** TASK REQUIREMENTS **
Write out exactly the lines of the entries below, from the first through the line containing "#[derive(Debug, Clone)]", and nothing beyond them.

** RECORDS FOR THE TASK **

______________________________

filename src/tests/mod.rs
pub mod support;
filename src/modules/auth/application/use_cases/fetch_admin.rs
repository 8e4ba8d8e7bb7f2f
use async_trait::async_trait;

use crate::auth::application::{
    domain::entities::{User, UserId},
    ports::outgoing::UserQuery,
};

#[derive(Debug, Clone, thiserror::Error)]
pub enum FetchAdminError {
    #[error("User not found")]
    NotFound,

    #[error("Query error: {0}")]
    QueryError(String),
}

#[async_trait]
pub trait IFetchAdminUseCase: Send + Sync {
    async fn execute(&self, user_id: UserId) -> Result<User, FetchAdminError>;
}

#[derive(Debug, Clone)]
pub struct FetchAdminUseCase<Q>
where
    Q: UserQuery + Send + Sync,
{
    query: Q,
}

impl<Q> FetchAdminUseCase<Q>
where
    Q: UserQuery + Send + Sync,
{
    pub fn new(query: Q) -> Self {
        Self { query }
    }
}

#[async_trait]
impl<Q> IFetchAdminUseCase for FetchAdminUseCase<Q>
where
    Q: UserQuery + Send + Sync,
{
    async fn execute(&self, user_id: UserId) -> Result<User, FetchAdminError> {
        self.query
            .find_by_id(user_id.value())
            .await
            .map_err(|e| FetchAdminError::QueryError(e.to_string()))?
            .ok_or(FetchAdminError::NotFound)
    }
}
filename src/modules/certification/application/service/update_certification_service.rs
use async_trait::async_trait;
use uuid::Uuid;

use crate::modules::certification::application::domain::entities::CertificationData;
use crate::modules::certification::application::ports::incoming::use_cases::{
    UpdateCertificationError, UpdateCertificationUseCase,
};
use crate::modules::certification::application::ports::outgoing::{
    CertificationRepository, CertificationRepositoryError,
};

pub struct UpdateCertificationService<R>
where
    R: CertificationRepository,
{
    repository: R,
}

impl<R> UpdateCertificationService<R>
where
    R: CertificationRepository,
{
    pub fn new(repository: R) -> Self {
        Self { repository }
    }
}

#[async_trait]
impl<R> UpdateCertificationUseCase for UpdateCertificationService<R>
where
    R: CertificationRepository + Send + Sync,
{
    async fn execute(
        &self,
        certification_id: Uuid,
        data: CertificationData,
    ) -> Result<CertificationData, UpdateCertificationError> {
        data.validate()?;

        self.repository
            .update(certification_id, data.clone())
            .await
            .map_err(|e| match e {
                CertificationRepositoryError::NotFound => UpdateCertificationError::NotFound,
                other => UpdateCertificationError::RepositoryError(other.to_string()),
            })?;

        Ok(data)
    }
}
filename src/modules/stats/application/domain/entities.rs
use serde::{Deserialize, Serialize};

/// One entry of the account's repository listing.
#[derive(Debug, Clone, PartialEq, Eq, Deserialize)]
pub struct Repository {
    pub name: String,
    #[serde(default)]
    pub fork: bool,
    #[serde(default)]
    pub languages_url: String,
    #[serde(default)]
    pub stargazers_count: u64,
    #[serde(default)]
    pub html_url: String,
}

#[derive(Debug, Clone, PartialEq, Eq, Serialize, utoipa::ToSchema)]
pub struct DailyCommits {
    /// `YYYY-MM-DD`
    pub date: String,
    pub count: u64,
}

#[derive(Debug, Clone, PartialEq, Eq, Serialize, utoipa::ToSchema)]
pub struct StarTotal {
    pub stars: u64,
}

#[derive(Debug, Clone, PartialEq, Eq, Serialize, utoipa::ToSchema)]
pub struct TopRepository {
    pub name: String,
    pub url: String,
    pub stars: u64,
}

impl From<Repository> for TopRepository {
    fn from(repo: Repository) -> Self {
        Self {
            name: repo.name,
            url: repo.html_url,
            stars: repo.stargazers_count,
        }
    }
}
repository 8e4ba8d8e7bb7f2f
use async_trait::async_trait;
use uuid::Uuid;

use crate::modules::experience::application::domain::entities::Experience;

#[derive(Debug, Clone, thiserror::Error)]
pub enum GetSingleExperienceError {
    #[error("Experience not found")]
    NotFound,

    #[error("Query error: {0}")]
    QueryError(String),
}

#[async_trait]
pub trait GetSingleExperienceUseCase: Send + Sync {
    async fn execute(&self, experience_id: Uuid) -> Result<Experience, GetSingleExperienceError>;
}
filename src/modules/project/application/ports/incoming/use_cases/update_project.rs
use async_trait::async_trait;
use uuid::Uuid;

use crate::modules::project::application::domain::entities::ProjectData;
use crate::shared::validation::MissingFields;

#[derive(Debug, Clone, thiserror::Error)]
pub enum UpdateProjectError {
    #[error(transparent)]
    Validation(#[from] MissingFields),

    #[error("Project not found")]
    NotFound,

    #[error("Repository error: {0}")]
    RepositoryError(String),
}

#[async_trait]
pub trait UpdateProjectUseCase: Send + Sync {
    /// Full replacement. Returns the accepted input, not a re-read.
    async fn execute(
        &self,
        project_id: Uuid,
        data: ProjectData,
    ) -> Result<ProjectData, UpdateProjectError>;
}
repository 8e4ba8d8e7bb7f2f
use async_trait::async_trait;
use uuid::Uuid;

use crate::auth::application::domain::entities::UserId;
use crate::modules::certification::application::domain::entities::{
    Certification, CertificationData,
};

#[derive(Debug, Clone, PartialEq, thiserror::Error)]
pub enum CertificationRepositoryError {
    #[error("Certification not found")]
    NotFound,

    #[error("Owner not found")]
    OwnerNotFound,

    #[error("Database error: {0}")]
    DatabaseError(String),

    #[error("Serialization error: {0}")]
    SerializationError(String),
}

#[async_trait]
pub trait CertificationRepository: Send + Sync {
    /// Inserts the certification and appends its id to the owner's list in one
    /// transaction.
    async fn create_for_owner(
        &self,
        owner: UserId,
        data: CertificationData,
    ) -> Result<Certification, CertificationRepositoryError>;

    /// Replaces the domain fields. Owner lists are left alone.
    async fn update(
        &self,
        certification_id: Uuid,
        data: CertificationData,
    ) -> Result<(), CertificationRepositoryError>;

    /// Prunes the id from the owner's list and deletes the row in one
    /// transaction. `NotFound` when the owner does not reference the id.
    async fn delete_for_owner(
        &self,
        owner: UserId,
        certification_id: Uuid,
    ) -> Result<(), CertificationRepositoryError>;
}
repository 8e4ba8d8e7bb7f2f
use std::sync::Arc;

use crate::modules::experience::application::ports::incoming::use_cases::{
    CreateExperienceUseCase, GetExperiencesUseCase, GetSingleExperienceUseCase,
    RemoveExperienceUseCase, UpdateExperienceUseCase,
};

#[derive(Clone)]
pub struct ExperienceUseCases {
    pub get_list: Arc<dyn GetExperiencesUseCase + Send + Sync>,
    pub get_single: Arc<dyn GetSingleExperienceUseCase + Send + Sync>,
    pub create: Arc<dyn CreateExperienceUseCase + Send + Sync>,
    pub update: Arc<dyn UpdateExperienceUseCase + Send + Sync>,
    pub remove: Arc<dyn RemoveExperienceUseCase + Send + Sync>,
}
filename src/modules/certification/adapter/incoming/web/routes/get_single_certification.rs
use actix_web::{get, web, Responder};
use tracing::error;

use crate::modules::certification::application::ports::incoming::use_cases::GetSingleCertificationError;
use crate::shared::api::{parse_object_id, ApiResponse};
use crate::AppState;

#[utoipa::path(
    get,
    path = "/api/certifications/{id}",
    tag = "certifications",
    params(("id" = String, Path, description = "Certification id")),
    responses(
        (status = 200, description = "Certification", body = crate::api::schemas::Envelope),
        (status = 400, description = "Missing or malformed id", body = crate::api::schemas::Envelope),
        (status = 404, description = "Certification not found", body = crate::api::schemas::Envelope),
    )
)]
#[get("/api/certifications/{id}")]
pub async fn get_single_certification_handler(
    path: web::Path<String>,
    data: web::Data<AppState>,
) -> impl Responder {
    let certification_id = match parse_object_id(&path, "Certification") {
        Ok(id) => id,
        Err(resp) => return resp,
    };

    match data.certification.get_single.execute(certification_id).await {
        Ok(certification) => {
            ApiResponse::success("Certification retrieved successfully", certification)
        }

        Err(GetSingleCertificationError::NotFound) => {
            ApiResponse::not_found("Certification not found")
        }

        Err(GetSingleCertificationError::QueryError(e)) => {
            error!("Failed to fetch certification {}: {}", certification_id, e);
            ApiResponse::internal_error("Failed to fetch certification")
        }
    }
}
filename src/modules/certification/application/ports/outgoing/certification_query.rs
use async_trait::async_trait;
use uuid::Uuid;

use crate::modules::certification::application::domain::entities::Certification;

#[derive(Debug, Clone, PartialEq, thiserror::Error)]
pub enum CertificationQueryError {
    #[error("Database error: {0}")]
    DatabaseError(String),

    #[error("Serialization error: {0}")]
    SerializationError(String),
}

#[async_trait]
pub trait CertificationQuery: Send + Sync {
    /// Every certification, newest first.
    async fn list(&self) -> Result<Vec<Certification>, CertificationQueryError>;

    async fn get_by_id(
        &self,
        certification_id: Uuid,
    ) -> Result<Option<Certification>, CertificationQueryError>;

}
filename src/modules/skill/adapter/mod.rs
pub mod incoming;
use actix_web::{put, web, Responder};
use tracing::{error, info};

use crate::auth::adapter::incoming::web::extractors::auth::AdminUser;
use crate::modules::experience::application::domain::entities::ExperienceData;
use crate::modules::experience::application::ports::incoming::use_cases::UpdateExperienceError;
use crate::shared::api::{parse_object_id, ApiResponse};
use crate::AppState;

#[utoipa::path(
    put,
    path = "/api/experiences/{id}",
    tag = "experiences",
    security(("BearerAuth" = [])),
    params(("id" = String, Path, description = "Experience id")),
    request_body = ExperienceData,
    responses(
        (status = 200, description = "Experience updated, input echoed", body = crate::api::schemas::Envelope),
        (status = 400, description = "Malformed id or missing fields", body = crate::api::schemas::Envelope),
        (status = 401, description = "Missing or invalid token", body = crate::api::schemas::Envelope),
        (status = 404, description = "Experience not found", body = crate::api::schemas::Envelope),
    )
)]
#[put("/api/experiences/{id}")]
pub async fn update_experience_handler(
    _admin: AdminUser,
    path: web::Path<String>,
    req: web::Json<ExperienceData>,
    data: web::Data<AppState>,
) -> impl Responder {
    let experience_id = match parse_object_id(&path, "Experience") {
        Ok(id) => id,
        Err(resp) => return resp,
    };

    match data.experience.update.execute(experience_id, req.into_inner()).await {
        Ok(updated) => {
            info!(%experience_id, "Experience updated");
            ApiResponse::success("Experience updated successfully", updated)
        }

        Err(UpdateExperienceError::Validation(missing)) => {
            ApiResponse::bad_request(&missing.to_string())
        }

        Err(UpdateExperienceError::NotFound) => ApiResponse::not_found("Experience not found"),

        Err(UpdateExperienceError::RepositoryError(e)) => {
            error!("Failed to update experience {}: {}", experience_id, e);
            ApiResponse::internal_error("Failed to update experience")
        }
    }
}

______________________________

** YOUR RESPONSE **
filename src/tests/mod.rs
pub mod support;
filename src/modules/auth/application/use_cases/fetch_admin.rs
repository 8e4ba8d8e7bb7f2f
use async_trait::async_trait;

use crate::auth::application::{
    domain::entities::{User, UserId},
    ports::outgoing::UserQuery,
};

#[derive(Debug, Clone, thiserror::Error)]
pub enum FetchAdminError {
    #[error("User not found")]
    NotFound,

    #[error("Query error: {0}")]
    QueryError(String),
}

#[async_trait]
pub trait IFetchAdminUseCase: Send + Sync {
    async fn execute(&self, user_id: UserId) -> Result<User, FetchAdminError>;
}

#[derive(Debug, Clone)]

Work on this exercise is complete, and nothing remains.